Doughnuts: A Passion Gone 2 Far?
Several months ago I got lost with friends who could not decide where to eat. We (I) picked the first roadside eatery we found somewhere between the “next to nowhere” and “fumbuck.” After dinner we stopped by the bakery in the diner, and I read a sign that said “Special: Apricot Doughnuts”
I am a sucker for doughnuts. I have been known to stop drag racing to go to Krispy Kreme for a dozen. I do goofy things when “on” or “feaming for” doughnuts. Like: have a conversation with a girl for so long that she is now forever known as “Krispy Kreme Kowgirl” Also, going out the night before a friends wedding in search of doughnuts, finding them and being so happy that I bought 3 dozen and I gave a dozen to the hotel staff and bar patrons. I had to force the maintenance staff to take some… It was 1AM I wanted doughnuts, fucking sue me.
But back to our prequel: So I bought said apricot doughnuts after asking the teenie bopper counter girl if they were any good. She coyly said they were very good, I then threatened to come back if they were not.

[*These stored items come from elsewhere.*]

use async_trait::async_trait;
use reqwest::{Client, StatusCode};
use serde::{Deserialize, Serialize};

use crate::config::Config;
use crate::error::{AppError, Result};
use crate::models::{Address, OutgoingMail};

use super::{MailTransport, SendOutcome};

/// Mail provider HTTP API client (Resend-compatible wire format)
#[derive(Clone)]
pub struct HttpApiMailer {
    client: Client,
    base_url: String,
    api_key: String,
    default_from: Option<String>,
}

impl HttpApiMailer {
    pub fn new(config: &Config) -> Self {
        Self {
            client: Client::new(),
            base_url: config.mail_api_url.trim_end_matches('/').to_string(),
            api_key: config.mail_api_key.clone(),
            default_from: config.mail_from.clone(),
        }
    }
}

#[async_trait]
impl MailTransport for HttpApiMailer {
    async fn send_mail(&self, mail: &OutgoingMail) -> Result<SendOutcome> {
        #[derive(Serialize)]
        struct Payload {
            from: String,
            to: Vec<String>,
            subject: String,
            #[serde(skip_serializing_if = "Option::is_none")]
            html: Option<String>,
            #[serde(skip_serializing_if = "Option::is_none")]
            text: Option<String>,
        }

        #[derive(Deserialize)]
        struct ProviderAck {
            id: Option<String>,
        }

        let from = mail
            .from
            .as_ref()
            .map(Address::to_string)
            .or_else(|| self.default_from.clone())
            .ok_or_else(|| AppError::BadRequest("Sender address is required".to_string()))?;

        let payload = Payload {
            from,
            to: mail.to.iter().map(Address::to_string).collect(),
            subject: mail.subject.clone(),
            html: mail.html.clone(),
            text: mail.text.clone(),
        };

        let res = self
            .client
            .post(format!("{}/emails", self.base_url))
            .bearer_auth(&self.api_key)
            .json(&payload)
            .send()
            .await
            .map_err(|e| AppError::MailError(format!("Mail send failed: {}", e)))?;

        if !res.status().is_success() {
            let body = res.text().await.unwrap_or_default();
            return Err(AppError::MailError(format!("Mail provider error: {}", body)));
        }

        let ack: ProviderAck = res
            .json()
            .await
            .unwrap_or(ProviderAck { id: None });

        Ok(SendOutcome { message_id: ack.id })
    }

    async fn verify(&self) -> Result<()> {
        let res = self
            .client
            .get(format!("{}/emails", self.base_url))
            .bearer_auth(&self.api_key)
            .send()
            .await
            .map_err(|e| AppError::MailError(format!("Mail provider unreachable: {}", e)))?;

        if res.status() == StatusCode::UNAUTHORIZED || res.status() == StatusCode::FORBIDDEN {
            return Err(AppError::MailError(
                "Mail provider rejected credentials".to_string(),
            ));
        }

        Ok(())
    }
}
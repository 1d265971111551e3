pub mod dispatch;
pub mod http_api;
pub mod notifications;
pub mod template;

use std::sync::Arc;

use async_trait::async_trait;

use crate::config::Config;
use crate::error::Result;
use crate::models::OutgoingMail;

/// Provider acknowledgement for one accepted message
#[derive(Debug, Clone)]
pub struct SendOutcome {
    pub message_id: Option<String>,
}

/// Outbound transport seam. Production uses the provider HTTP API;
/// tests substitute a recording mock.
#[async_trait]
pub trait MailTransport: Send + Sync {
    async fn send_mail(&self, mail: &OutgoingMail) -> Result<SendOutcome>;

    /// Connectivity probe used by the status and health endpoints
    async fn verify(&self) -> Result<()>;
}

/// Mailer abstraction (currently backed by the provider HTTP API)
#[derive(Clone)]
pub struct Mailer {
    transport: Arc<dyn MailTransport>,
}

impl Mailer {
    /// Create a mailer from explicit configuration
    pub fn new(config: &Config) -> Self {
        Self {
            transport: Arc::new(http_api::HttpApiMailer::new(config)),
        }
    }

    /// Wrap an arbitrary transport
    pub fn with_transport(transport: Arc<dyn MailTransport>) -> Self {
        Self { transport }
    }

    pub async fn send(&self, mail: &OutgoingMail) -> Result<SendOutcome> {
        self.transport.send_mail(mail).await
    }

    pub async fn verify(&self) -> Result<()> {
        self.transport.verify().await
    }
}
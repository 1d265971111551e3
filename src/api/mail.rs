use axum::{
    extract::State,
    routing::{get, post},
    Json, Router,
};
use chrono::Utc;

use crate::error::Result;
use crate::mail::{dispatch, notifications};
use crate::models::{
    ApiResponse, BatchSendRequest, MailServiceStatus, NotificationResponse,
    SendNotificationRequest, SendResult, SendSingleRequest,
};
use crate::state::AppState;

/// Mail routes
pub fn mail_routes() -> Router<AppState> {
    Router::new()
        .route("/send", post(send_mail))
        .route("/send-batch", post(send_batch))
        .route("/notify", post(send_notification))
        .route("/status", get(service_status))
}

/// POST /api/v1/mail/send-batch - Render a template per recipient and
/// dispatch each message individually
async fn send_batch(
    State(state): State<AppState>,
    Json(request): Json<BatchSendRequest>,
) -> Result<Json<ApiResponse<Vec<SendResult>>>> {
    let results = dispatch::dispatch_batch(&state.mailer, request).await?;

    tracing::info!(
        recipients = results.len(),
        delivered = results.iter().filter(|r| r.success).count(),
        "Batch dispatch complete"
    );

    Ok(Json(ApiResponse::ok(results)))
}

/// POST /api/v1/mail/send - Send one message
async fn send_mail(
    State(state): State<AppState>,
    Json(request): Json<SendSingleRequest>,
) -> Result<Json<ApiResponse<SendResult>>> {
    let result = dispatch::send_single(&state.mailer, request).await?;
    Ok(Json(ApiResponse::ok(result)))
}

/// POST /api/v1/mail/notify - Dispatch a built-in notification
async fn send_notification(
    State(state): State<AppState>,
    Json(request): Json<SendNotificationRequest>,
) -> Result<Json<NotificationResponse>> {
    let response = notifications::send_notification(&state.mailer, request).await?;
    Ok(Json(response))
}

/// GET /api/v1/mail/status - Probe the mail provider
async fn service_status(
    State(state): State<AppState>,
) -> Result<Json<ApiResponse<MailServiceStatus>>> {
    let status = match state.mailer.verify().await {
        Ok(()) => MailServiceStatus {
            connected: true,
            error: None,
            last_checked: Utc::now().to_rfc3339(),
        },
        Err(e) => MailServiceStatus {
            connected: false,
            error: Some(e.to_string()),
            last_checked: Utc::now().to_rfc3339(),
        },
    };

    Ok(Json(ApiResponse::ok(status)))
}
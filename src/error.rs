use axum::http::StatusCode;
use axum::response::{IntoResponse, Response};
use axum::Json;

use crate::models::ApiResponse;

#[derive(Debug, thiserror::Error)]
pub enum AppError {
    #[error("Bad request: {0}")]
    BadRequest(String),

    #[error("Internal server error: {0}")]
    InternalError(String),

    #[error("Mail error: {0}")]
    MailError(String),
}

impl IntoResponse for AppError {
    fn into_response(self) -> Response {
        let (status, error_message) = match &self {
            AppError::BadRequest(msg) => (StatusCode::BAD_REQUEST, msg.clone()),
            AppError::InternalError(msg) => (StatusCode::INTERNAL_SERVER_ERROR, msg.clone()),
            AppError::MailError(msg) => (StatusCode::INTERNAL_SERVER_ERROR, msg.clone()),
        };

        let body = Json(ApiResponse::<()>::failure(error_message));

        (status, body).into_response()
    }
}

pub type Result<T> = std::result::Result<T, AppError>;
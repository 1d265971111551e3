use chrono::Utc;

use crate::error::{AppError, Result};
use crate::models::{
    MailTemplate, NotificationKind, NotificationResponse, OutgoingMail, SendNotificationRequest,
};

use super::template::render;
use super::Mailer;

/// Built-in template for a notification category
pub fn template_for(kind: NotificationKind) -> MailTemplate {
    match kind {
        NotificationKind::Welcome => MailTemplate {
            id: Some("notification-welcome".to_string()),
            name: Some("Welcome".to_string()),
            subject: "Welcome to {{appName}}".to_string(),
            html_content: "<h1>Welcome, {{name}}!</h1>\
                <p>Your account is ready. Sign in at {{loginUrl}} to get started.</p>"
                .to_string(),
            text_content: Some(
                "Welcome, {{name}}!\n\nYour account is ready. Sign in at {{loginUrl}} to get started."
                    .to_string(),
            ),
        },
        NotificationKind::PasswordReset => MailTemplate {
            id: Some("notification-password-reset".to_string()),
            name: Some("Password reset".to_string()),
            subject: "Reset your {{appName}} password".to_string(),
            html_content: "<p>Hi {{name}},</p>\
                <p>A password reset was requested for your account. \
                Use the link below within {{expiresInMinutes}} minutes:</p>\
                <p><a href=\"{{resetUrl}}\">Reset password</a></p>\
                <p>If you did not request this, you can ignore this message.</p>"
                .to_string(),
            text_content: Some(
                "Hi {{name}},\n\nA password reset was requested for your account. \
                Use this link within {{expiresInMinutes}} minutes:\n{{resetUrl}}\n\n\
                If you did not request this, you can ignore this message."
                    .to_string(),
            ),
        },
        NotificationKind::AccountVerification => MailTemplate {
            id: Some("notification-account-verification".to_string()),
            name: Some("Account verification".to_string()),
            subject: "Verify your email address".to_string(),
            html_content: "<p>Hi {{name}},</p>\
                <p>Confirm this address belongs to you:</p>\
                <p><a href=\"{{verifyUrl}}\">Verify email</a></p>"
                .to_string(),
            text_content: Some(
                "Hi {{name}},\n\nConfirm this address belongs to you:\n{{verifyUrl}}".to_string(),
            ),
        },
        NotificationKind::SystemAlert => MailTemplate {
            id: Some("notification-system-alert".to_string()),
            name: Some("System alert".to_string()),
            subject: "[{{severity}}] {{appName}} system alert".to_string(),
            html_content: "<p>{{message}}</p><p>Raised at {{raisedAt}}.</p>".to_string(),
            text_content: Some("{{message}}\n\nRaised at {{raisedAt}}.".to_string()),
        },
    }
}

/// Render the built-in template for the requested category and send one
/// message per listed recipient, sharing the request's data map. Send
/// failures are counted, not propagated.
pub async fn send_notification(
    mailer: &Mailer,
    request: SendNotificationRequest,
) -> Result<NotificationResponse> {
    let recipients = request.to.into_vec();
    if recipients.is_empty() {
        return Err(AppError::BadRequest(
            "At least one recipient is required".to_string(),
        ));
    }

    let template = template_for(request.kind);
    let variables = request.data.as_ref();

    // Data is request-level, so rendering happens once
    let subject = render(&template.subject, variables);
    let html = render(&template.html_content, variables);
    let text = template
        .text_content
        .as_deref()
        .map(|text| render(text, variables));

    let total = recipients.len();
    let mut delivered = 0usize;

    for to in recipients {
        let mail = OutgoingMail {
            from: None,
            to: vec![to],
            subject: subject.clone(),
            html: Some(html.clone()),
            text: text.clone(),
        };

        match mailer.send(&mail).await {
            Ok(_) => delivered += 1,
            Err(e) => {
                tracing::warn!(to = %mail.to[0], error = %e, "Notification send failed");
            }
        }
    }

    Ok(NotificationResponse {
        success: delivered == total,
        message: format!("Delivered {} of {} notification message(s)", delivered, total),
        timestamp: Utc::now().to_rfc3339(),
    })
}
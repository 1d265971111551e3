use std::net::SocketAddr;

use axum::Router;
use tokio::net::TcpListener;
use tokio::signal;
use tower_http::cors::{Any, CorsLayer};
use tower_http::trace::TraceLayer;
use tracing_subscriber::{fmt, prelude::*, EnvFilter};

use relaymail_backend::api;
use relaymail_backend::config::Config;
use relaymail_backend::mail::Mailer;
use relaymail_backend::state::AppState;

#[tokio::main]
async fn main() -> anyhow::Result<()> {
    dotenvy::dotenv().ok();

    // Initialize logging
    tracing_subscriber::registry()
        .with(fmt::layer())
        .with(EnvFilter::from_default_env())
        .init();

    tracing::info!("Starting RelayMail Backend...");

    // Load configuration
    let config = Config::from_env()?;
    tracing::info!(
        host = %config.server_host,
        port = %config.server_port,
        provider = %config.mail_api_url,
        "Configuration loaded"
    );

    // Create the mailer from explicit configuration
    let mailer = Mailer::new(&config);

    // Probe the provider
    match mailer.verify().await {
        Ok(()) => tracing::info!("Mail provider connection established"),
        Err(e) => {
            tracing::error!(error = %e, "Failed to reach mail provider");
            // Continue anyway, might recover later
        }
    }

    // Create application state
    let state = AppState::new(config.clone(), mailer);

    // Build router
    let app = Router::new()
        .merge(api::create_router(state))
        .layer(
            CorsLayer::new()
                .allow_origin(Any)
                .allow_methods(Any)
                .allow_headers(Any),
        )
        .layer(TraceLayer::new_for_http());

    // Start server
    let addr: SocketAddr = config.server_addr().parse()?;
    let listener = TcpListener::bind(addr).await?;

    tracing::info!(address = %addr, "Server listening");

    // Run server with graceful shutdown
    axum::serve(listener, app)
        .with_graceful_shutdown(shutdown_signal())
        .await?;

    tracing::info!("Server shutdown complete");

    Ok(())
}

/// Handle shutdown signals
async fn shutdown_signal() {
    let ctrl_c = async {
        signal::ctrl_c()
            .await
            .expect("Failed to install Ctrl+C handler");
    };

    #[cfg(unix)]
    let terminate = async {
        signal::unix::signal(signal::unix::SignalKind::terminate())
            .expect("Failed to install signal handler")
            .recv()
            .await;
    };

    #[cfg(not(unix))]
    let terminate = std::future::pending::<()>();

    tokio::select! {
        _ = ctrl_c => {
            tracing::info!("Received Ctrl+C, shutting down...");
        },
        _ = terminate => {
            tracing::info!("Received terminate signal, shutting down...");
        },
    }
}
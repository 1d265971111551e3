pub mod mail;

// -----------------------------
// Mail module re-exports
// -----------------------------
pub use mail::{
    Address,
    ApiResponse,
    BatchSendRequest,
    MailServiceStatus,
    MailTemplate,
    NotificationKind,
    NotificationResponse,
    OneOrMany,
    OutgoingMail,
    Recipient,
    SendNotificationRequest,
    SendResult,
    SendSingleRequest,
    TemplateValue,
};
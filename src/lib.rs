pub mod api;
pub mod config;
pub mod error;
pub mod mail;
pub mod models;
pub mod state;

pub use config::Config;
pub use error::{AppError, Result};
pub use state::AppState;
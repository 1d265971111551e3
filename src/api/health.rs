use axum::{extract::State, routing::get, Json, Router};
use chrono::Utc;
use serde::Serialize;

use crate::error::Result;
use crate::state::AppState;

/// Health response structure
#[derive(Debug, Serialize)]
pub struct HealthResponse {
    pub status: String,
    pub mail: String,
    pub timestamp: String,
}

/// Health routes
pub fn health_routes() -> Router<AppState> {
    Router::new().route("/health", get(health_check))
}

/// GET /health - Health check endpoint
async fn health_check(State(state): State<AppState>) -> Result<Json<HealthResponse>> {
    let mail_status = match state.mailer.verify().await {
        Ok(()) => "connected",
        Err(_) => "disconnected",
    };

    let overall_status = if mail_status == "connected" {
        "healthy"
    } else {
        "unhealthy"
    };

    Ok(Json(HealthResponse {
        status: overall_status.to_string(),
        mail: mail_status.to_string(),
        timestamp: Utc::now().to_rfc3339(),
    }))
}
pub mod health;
pub mod mail;

use axum::Router;

use crate::state::AppState;

/// Create the API router with all routes
pub fn create_router(state: AppState) -> Router {
    Router::new()
        .nest("/api/v1", api_routes())
        .merge(health::health_routes())
        .with_state(state)
}

/// API v1 routes
fn api_routes() -> Router<AppState> {
    Router::new().nest("/mail", mail::mail_routes())
}
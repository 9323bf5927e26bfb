//! Editable form state for dialogs and the comment box.
//!
//! Forms hold raw input only. Validation happens in the view-models and the
//! auth service; a rejected field comes back as a [`ValidationError`] and is
//! attached to the matching [`TextField`] for inline display.

use crate::error::ValidationError;
use crate::models::{Category, NewTopic};
use crate::traits::{Credentials, Registration};

/// A single-line text input with an optional inline error.
#[derive(Debug, Clone, Default, PartialEq, Eq)]
pub struct TextField {
    value: String,
    error: Option<String>,
}

impl TextField {
    pub fn new() -> Self {
        Self::default()
    }

    pub fn with_value(value: impl Into<String>) -> Self {
        Self {
            value: value.into(),
            error: None,
        }
    }

    pub fn value(&self) -> &str {
        &self.value
    }

    pub fn error(&self) -> Option<&str> {
        self.error.as_deref()
    }

    /// Typing clears the inline error.
    pub fn push(&mut self, c: char) {
        self.value.push(c);
        self.error = None;
    }

    pub fn push_str(&mut self, s: &str) {
        self.value.push_str(s);
        self.error = None;
    }

    pub fn backspace(&mut self) {
        self.value.pop();
        self.error = None;
    }

    pub fn clear(&mut self) {
        self.value.clear();
        self.error = None;
    }

    pub fn set_error(&mut self, message: impl Into<String>) {
        self.error = Some(message.into());
    }

    pub fn clear_error(&mut self) {
        self.error = None;
    }

    pub fn is_blank(&self) -> bool {
        self.value.trim().is_empty()
    }
}

/// Shared behaviour of the dialog forms: a fixed list of fields with one
/// focused at a time.
pub trait Form {
    /// Number of focus stops, including non-text ones.
    fn stops(&self) -> usize;

    fn focus(&self) -> usize;

    fn set_focus(&mut self, focus: usize);

    /// Text field at `index`, if that stop is a text field.
    fn field_mut(&mut self, index: usize) -> Option<&mut TextField>;

    /// Index of the stop that owns a validation error for `field`.
    fn index_of(&self, field: &str) -> Option<usize>;

    fn focus_next(&mut self) {
        let next = (self.focus() + 1) % self.stops();
        self.set_focus(next);
    }

    fn focus_prev(&mut self) {
        let prev = (self.focus() + self.stops() - 1) % self.stops();
        self.set_focus(prev);
    }

    fn is_last_stop(&self) -> bool {
        self.focus() + 1 == self.stops()
    }

    fn focused_field(&mut self) -> Option<&mut TextField> {
        let focus = self.focus();
        self.field_mut(focus)
    }

    /// Attach `err` to its field and move focus there.
    fn show_error(&mut self, err: &ValidationError) {
        if let Some(index) = self.index_of(err.field()) {
            if let Some(field) = self.field_mut(index) {
                field.set_error(err.user_message());
            }
            self.set_focus(index);
        }
    }
}

// ============================================================================
// Login / registration
// ============================================================================

#[derive(Debug, Clone, Default)]
pub struct LoginForm {
    pub username: TextField,
    pub password: TextField,
    focus: usize,
}

impl LoginForm {
    pub fn new() -> Self {
        Self::default()
    }

    pub fn credentials(&self) -> Credentials {
        Credentials::new(self.username.value(), self.password.value())
    }
}

impl Form for LoginForm {
    fn stops(&self) -> usize {
        2
    }

    fn focus(&self) -> usize {
        self.focus
    }

    fn set_focus(&mut self, focus: usize) {
        self.focus = focus.min(self.stops() - 1);
    }

    fn field_mut(&mut self, index: usize) -> Option<&mut TextField> {
        match index {
            0 => Some(&mut self.username),
            1 => Some(&mut self.password),
            _ => None,
        }
    }

    fn index_of(&self, field: &str) -> Option<usize> {
        match field {
            "username" => Some(0),
            "password" => Some(1),
            _ => None,
        }
    }
}

#[derive(Debug, Clone, Default)]
pub struct RegisterForm {
    pub username: TextField,
    pub email: TextField,
    pub password: TextField,
    focus: usize,
}

impl RegisterForm {
    pub fn new() -> Self {
        Self::default()
    }

    pub fn registration(&self) -> Registration {
        Registration::new(
            self.username.value(),
            self.email.value(),
            self.password.value(),
        )
    }
}

impl Form for RegisterForm {
    fn stops(&self) -> usize {
        3
    }

    fn focus(&self) -> usize {
        self.focus
    }

    fn set_focus(&mut self, focus: usize) {
        self.focus = focus.min(self.stops() - 1);
    }

    fn field_mut(&mut self, index: usize) -> Option<&mut TextField> {
        match index {
            0 => Some(&mut self.username),
            1 => Some(&mut self.email),
            2 => Some(&mut self.password),
            _ => None,
        }
    }

    fn index_of(&self, field: &str) -> Option<usize> {
        match field {
            "username" => Some(0),
            "email" => Some(1),
            "password" => Some(2),
            _ => None,
        }
    }
}

// ============================================================================
// New topic
// ============================================================================

/// Create-topic dialog. The third stop is the category selector.
#[derive(Debug, Clone)]
pub struct TopicForm {
    pub title: TextField,
    pub author: TextField,
    pub category: Category,
    focus: usize,
}

impl TopicForm {
    pub const CATEGORY_STOP: usize = 2;

    pub fn new() -> Self {
        Self {
            title: TextField::new(),
            author: TextField::new(),
            category: Category::ALL[0],
            focus: 0,
        }
    }

    /// Start with the author prefilled, e.g. from the signed-in user.
    pub fn with_author(author: impl Into<String>) -> Self {
        Self {
            author: TextField::with_value(author),
            ..Self::new()
        }
    }

    pub fn next_category(&mut self) {
        self.category = self.category.next();
    }

    pub fn prev_category(&mut self) {
        self.category = self.category.prev();
    }

    pub fn to_new_topic(&self) -> NewTopic {
        NewTopic::new(
            self.title.value(),
            self.author.value(),
            self.category.label(),
        )
    }
}

impl Default for TopicForm {
    fn default() -> Self {
        Self::new()
    }
}

impl Form for TopicForm {
    fn stops(&self) -> usize {
        3
    }

    fn focus(&self) -> usize {
        self.focus
    }

    fn set_focus(&mut self, focus: usize) {
        self.focus = focus.min(self.stops() - 1);
    }

    fn field_mut(&mut self, index: usize) -> Option<&mut TextField> {
        match index {
            0 => Some(&mut self.title),
            1 => Some(&mut self.author),
            _ => None,
        }
    }

    fn index_of(&self, field: &str) -> Option<usize> {
        match field {
            "title" => Some(0),
            "author" => Some(1),
            "category" => Some(Self::CATEGORY_STOP),
            _ => None,
        }
    }
}

// ============================================================================
// Comment box
// ============================================================================

/// "Добавить комментарий" form on the topic screen.
#[derive(Debug, Clone, Default)]
pub struct CommentForm {
    pub author: TextField,
    pub content: TextField,
}

impl CommentForm {
    pub fn new() -> Self {
        Self::default()
    }

    /// After a successful post the author is kept for the next comment.
    pub fn reset_after_post(&mut self) {
        self.content.clear();
        self.author.clear_error();
    }

    pub fn show_error(&mut self, err: &ValidationError) {
        match err.field() {
            "author" => self.author.set_error(err.user_message()),
            "content" => self.content.set_error(err.user_message()),
            _ => {}
        }
    }
}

They were not, not good. I ate the dozen that night.
…..
Our story begins-
Months later. The Apricot Doughnuts were now part of the menu and so popular that they had sold out the day I went back. The girl behind the counter had not changed. My need for Apricot Doughnuts had grown. So you can imagine my anger which turned into depression as soon as the girl flashed a smile and an apology. I asked for a big box of dissapointment. The cook laughed. The other counter girl laughed. I overhear the two girls talking about a guy they liked. The manager comes out to see the commotion becuase I have not left yet refuse to order anyting else.
Manager explains that they make them and sell out quickly, and the baking schedule is up to the baker…whom luckily was not there lest he/she be drug across the counter, out into the parking lot and beaten until agreeing to make me all the Apricot Doughnuts in hell. … So, logically I ask if I can ‘reserve’ a dozen…or two. She says that I would have to make sure they had baked them, but if available they would place my order on hold for 24 hours…
No problem, I take a card and ask if I can call an order in. The kitchen starts laughing. Apparently as popular as the Apricot Doughnuts are no one has desired them enough to call in an order, let alone demand they hold a dozen for pick up.
“If you give me doughnuts there is almost no limit to the favors I’ll do for you, if you have doughnuts and are an attractive woman, I’ll follow you into hell.” –Me
So let the moral be: If you want me to come to your wedding, you had damn well better have doughnuts, lest I go out drag racing to get some.